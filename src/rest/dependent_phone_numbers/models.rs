//! Dependent phone number data models

use chrono::{DateTime, Utc};
use serde::Deserialize;

use crate::rest::request::Domain;
use crate::rest::serialize::deserialize_optional_date;
use crate::rest::traits::Resource;

/// Incoming phone number that depends on an address
#[derive(Deserialize, Debug, Clone, PartialEq)]
pub struct DependentPhoneNumber {
    pub sid: String,
    pub account_sid: Option<String>,
    pub friendly_name: Option<String>,
    pub phone_number: Option<String>,
    pub api_version: Option<String>,
    pub voice_url: Option<String>,
    pub voice_method: Option<String>,
    pub sms_url: Option<String>,
    pub sms_method: Option<String>,
    pub address_requirements: Option<String>,
    pub emergency_status: Option<String>,
    pub emergency_address_sid: Option<String>,
    /// Voice/SMS/MMS/fax flags, kept as returned
    pub capabilities: Option<serde_json::Value>,
    #[serde(default, deserialize_with = "deserialize_optional_date")]
    pub date_created: Option<DateTime<Utc>>,
    #[serde(default, deserialize_with = "deserialize_optional_date")]
    pub date_updated: Option<DateTime<Utc>>,
    pub uri: Option<String>,
}

impl Resource for DependentPhoneNumber {
    const NAME: &'static str = "dependent phone number";
    const RECORDS_KEY: &'static str = "dependent_phone_numbers";
    const DOMAIN: Domain = Domain::Api;

    fn sid(&self) -> &str {
        &self.sid
    }

    fn display_name(&self) -> &str {
        self.friendly_name.as_deref().unwrap_or(&self.sid)
    }

    fn matches_filter(&self, filter: &str) -> bool {
        self.sid.contains(filter)
            || self.display_name().contains(filter)
            || self
                .phone_number
                .as_deref()
                .is_some_and(|n| n.contains(filter))
    }
}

■ Activity:
Retype exactly the lines from the one containing "fn sid(&self) ->" through the end of the data. Add nothing.

■ Problem solution:
    fn sid(&self) -> &str {
        &self.sid
    }

    fn display_name(&self) -> &str {
        self.friendly_name.as_deref().unwrap_or(&self.sid)
    }

    fn matches_filter(&self, filter: &str) -> bool {
        self.sid.contains(filter)
            || self.display_name().contains(filter)
            || self
                .phone_number
                .as_deref()
                .is_some_and(|n| n.contains(filter))
    }
}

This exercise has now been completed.